# Sodium Bicarb.



## Sasha (Jan 23, 2009)

I've asked all my instructors and preceptors, and I've gotten answers that range from "Uhhhh.. hmm.. I don't know" to "Well, our protocols say to push this much, so we do." So I'm hoping someone here can enlighten me. 

I don't get sodium bicarb. You push it if someone is acidodic, correct? But with out lab values or something, which is not obtainable in the field, how do you know that by pushing sodium bicarb, it's not too much and you're not just sending them from acidosis to alkalosis?

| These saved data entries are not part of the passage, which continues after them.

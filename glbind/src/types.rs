//! Scalar types and the handful of enum values the loader itself needs.

#![allow(non_camel_case_types)]

use std::ffi::{c_char, c_void};

pub type GLenum = u32;
pub type GLboolean = u8;
pub type GLint = i32;
pub type GLuint = u32;
pub type GLsizei = i32;
pub type GLubyte = u8;
pub type GLchar = c_char;

pub const GL_FALSE: GLboolean = 0;
pub const GL_TRUE: GLboolean = 1;

pub const GL_DONT_CARE: GLenum = 0x1100;
pub const GL_EXTENSIONS: GLenum = 0x1F03;
pub const GL_VERSION: GLenum = 0x1F02;
pub const GL_NUM_EXTENSIONS: GLenum = 0x821D;

pub const GL_DEBUG_OUTPUT: GLenum = 0x92E0;
pub const GL_DEBUG_OUTPUT_SYNCHRONOUS: GLenum = 0x8242;
pub const GL_DEBUG_TYPE_ERROR: GLenum = 0x824C;
pub const GL_DEBUG_TYPE_DEPRECATED_BEHAVIOR: GLenum = 0x824D;
pub const GL_DEBUG_TYPE_UNDEFINED_BEHAVIOR: GLenum = 0x824E;
pub const GL_DEBUG_TYPE_PORTABILITY: GLenum = 0x824F;
pub const GL_DEBUG_TYPE_PERFORMANCE: GLenum = 0x8250;
pub const GL_DEBUG_TYPE_OTHER: GLenum = 0x8251;
pub const GL_DEBUG_TYPE_MARKER: GLenum = 0x8268;
pub const GL_DEBUG_TYPE_PUSH_GROUP: GLenum = 0x8269;
pub const GL_DEBUG_TYPE_POP_GROUP: GLenum = 0x826A;
pub const GL_DEBUG_SEVERITY_NOTIFICATION: GLenum = 0x826B;
pub const GL_DEBUG_SEVERITY_HIGH: GLenum = 0x9146;
pub const GL_DEBUG_SEVERITY_MEDIUM: GLenum = 0x9147;
pub const GL_DEBUG_SEVERITY_LOW: GLenum = 0x9148;

/// `glGetString`
pub type GetStringFn = unsafe extern "system" fn(name: GLenum) -> *const GLubyte;
/// `glGetStringi`
pub type GetStringiFn =
    unsafe extern "system" fn(name: GLenum, index: GLuint) -> *const GLubyte;
/// `glGetIntegerv`
pub type GetIntegervFn = unsafe extern "system" fn(pname: GLenum, data: *mut GLint);
/// `glEnable`
pub type EnableFn = unsafe extern "system" fn(cap: GLenum);
/// `glDebugMessageControl`
pub type DebugMessageControlFn = unsafe extern "system" fn(
    source: GLenum,
    kind: GLenum,
    severity: GLenum,
    count: GLsizei,
    ids: *const GLuint,
    enabled: GLboolean,
);
/// `GLDEBUGPROC`
pub type DebugProc = unsafe extern "system" fn(
    source: GLenum,
    kind: GLenum,
    id: GLuint,
    severity: GLenum,
    length: GLsizei,
    message: *const GLchar,
    user_param: *mut c_void,
);
/// `glDebugMessageCallback`
pub type DebugMessageCallbackFn =
    unsafe extern "system" fn(callback: Option<DebugProc>, user_param: *const c_void);

/// Lookup with an opaque user pointer, `GLADuserptrloadfunc` style.
pub type LoadUserPtrFunc =
    unsafe extern "C" fn(userptr: *mut c_void, name: *const c_char) -> *const c_void;

/// Plain lookup such as `SDL_GL_GetProcAddress` or `eglGetProcAddress`.
pub type LoadFunc = unsafe extern "C" fn(name: *const c_char) -> *const c_void;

Is alkalosis less damaging to cells and tissue and such that it's a better state to be in than acidosis?


----------



## jrm818 (Jan 23, 2009)

bicarb is a buffer, meaning it acts to resist changes in pH outside of the normal range, rather than simply raising pH under all circumstances.  This is where acid/base homeostasis comes into play - the simplified version is that as the body becomes acidodic the [H]+ ions react with the bicarbonate anion to form carbonic acid and eventually water and CO2, which is blown off by the body. 


HCO3- + H+  ---> H2O + CO2 (through H2CO3 as an intermediate)

 If the pH shifts too much towards alkaline, the reaction operates in reverse and produces H20/[H]+.  It is the nature of the chemicals that acidic conditions encourage the reaction above, and alkaline conditions encourage the reverse reaction.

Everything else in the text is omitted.